A word-for-word copy of the whole listing is required.

=-=-=-=-=

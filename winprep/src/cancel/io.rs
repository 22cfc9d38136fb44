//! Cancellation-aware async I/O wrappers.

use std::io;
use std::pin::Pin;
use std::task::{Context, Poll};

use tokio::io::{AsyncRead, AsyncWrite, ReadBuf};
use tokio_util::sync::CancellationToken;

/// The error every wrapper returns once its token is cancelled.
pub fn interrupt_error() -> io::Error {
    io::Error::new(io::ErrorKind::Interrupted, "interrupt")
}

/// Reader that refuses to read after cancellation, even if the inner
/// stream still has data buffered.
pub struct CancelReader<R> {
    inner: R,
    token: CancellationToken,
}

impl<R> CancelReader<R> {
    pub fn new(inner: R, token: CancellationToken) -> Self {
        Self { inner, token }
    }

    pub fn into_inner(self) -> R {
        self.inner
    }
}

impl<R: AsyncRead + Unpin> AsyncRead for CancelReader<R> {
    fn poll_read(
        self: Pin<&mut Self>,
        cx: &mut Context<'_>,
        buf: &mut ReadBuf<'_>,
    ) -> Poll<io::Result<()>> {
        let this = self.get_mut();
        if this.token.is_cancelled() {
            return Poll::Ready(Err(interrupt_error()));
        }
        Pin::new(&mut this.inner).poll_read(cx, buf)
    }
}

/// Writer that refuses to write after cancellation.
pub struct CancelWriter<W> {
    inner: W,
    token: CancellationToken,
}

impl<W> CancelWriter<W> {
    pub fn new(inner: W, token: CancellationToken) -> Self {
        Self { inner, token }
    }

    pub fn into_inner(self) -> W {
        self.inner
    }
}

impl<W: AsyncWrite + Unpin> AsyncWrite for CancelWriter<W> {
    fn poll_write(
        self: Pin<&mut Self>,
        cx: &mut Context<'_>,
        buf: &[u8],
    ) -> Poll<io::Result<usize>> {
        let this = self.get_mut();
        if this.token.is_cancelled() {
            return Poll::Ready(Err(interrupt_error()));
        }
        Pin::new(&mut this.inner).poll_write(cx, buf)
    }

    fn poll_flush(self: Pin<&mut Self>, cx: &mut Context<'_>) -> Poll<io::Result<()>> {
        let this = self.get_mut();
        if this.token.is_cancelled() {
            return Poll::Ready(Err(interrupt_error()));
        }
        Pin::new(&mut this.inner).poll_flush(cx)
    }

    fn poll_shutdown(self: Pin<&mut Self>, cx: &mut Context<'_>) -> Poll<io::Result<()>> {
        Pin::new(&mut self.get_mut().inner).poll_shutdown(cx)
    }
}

=-=-=-=-=

-- ANSWER SPACE --
filename winprep/src/cancel/io.rs
repository 22cfc9d38136fb44
//! Cancellation-aware async I/O wrappers.

use std::io;
use std::pin::Pin;
use std::task::{Context, Poll};

use tokio::io::{AsyncRead, AsyncWrite, ReadBuf};
use tokio_util::sync::CancellationToken;

/// The error every wrapper returns once its token is cancelled.
pub fn interrupt_error() -> io::Error {
    io::Error::new(io::ErrorKind::Interrupted, "interrupt")
}

/// Reader that refuses to read after cancellation, even if the inner
/// stream still has data buffered.
pub struct CancelReader<R> {
    inner: R,
    token: CancellationToken,
}

impl<R> CancelReader<R> {
    pub fn new(inner: R, token: CancellationToken) -> Self {
        Self { inner, token }
    }

    pub fn into_inner(self) -> R {
        self.inner
    }
}

impl<R: AsyncRead + Unpin> AsyncRead for CancelReader<R> {
    fn poll_read(
        self: Pin<&mut Self>,
        cx: &mut Context<'_>,
        buf: &mut ReadBuf<'_>,
    ) -> Poll<io::Result<()>> {
        let this = self.get_mut();
        if this.token.is_cancelled() {
            return Poll::Ready(Err(interrupt_error()));
        }
        Pin::new(&mut this.inner).poll_read(cx, buf)
    }
}

/// Writer that refuses to write after cancellation.
pub struct CancelWriter<W> {
    inner: W,
    token: CancellationToken,
}

impl<W> CancelWriter<W> {
    pub fn new(inner: W, token: CancellationToken) -> Self {
        Self { inner, token }
    }

    pub fn into_inner(self) -> W {
        self.inner
    }
}

impl<W: AsyncWrite + Unpin> AsyncWrite for CancelWriter<W> {
    fn poll_write(
        self: Pin<&mut Self>,
        cx: &mut Context<'_>,
        buf: &[u8],
    ) -> Poll<io::Result<usize>> {
        let this = self.get_mut();
        if this.token.is_cancelled() {
            return Poll::Ready(Err(interrupt_error()));
        }
        Pin::new(&mut this.inner).poll_write(cx, buf)
    }

    fn poll_flush(self: Pin<&mut Self>, cx: &mut Context<'_>) -> Poll<io::Result<()>> {
        let this = self.get_mut();
        if this.token.is_cancelled() {
            return Poll::Ready(Err(interrupt_error()));
        }
        Pin::new(&mut this.inner).poll_flush(cx)
    }

    fn poll_shutdown(self: Pin<&mut Self>, cx: &mut Context<'_>) -> Poll<io::Result<()>> {
        Pin::new(&mut self.get_mut().inner).poll_shutdown(cx)
    }
}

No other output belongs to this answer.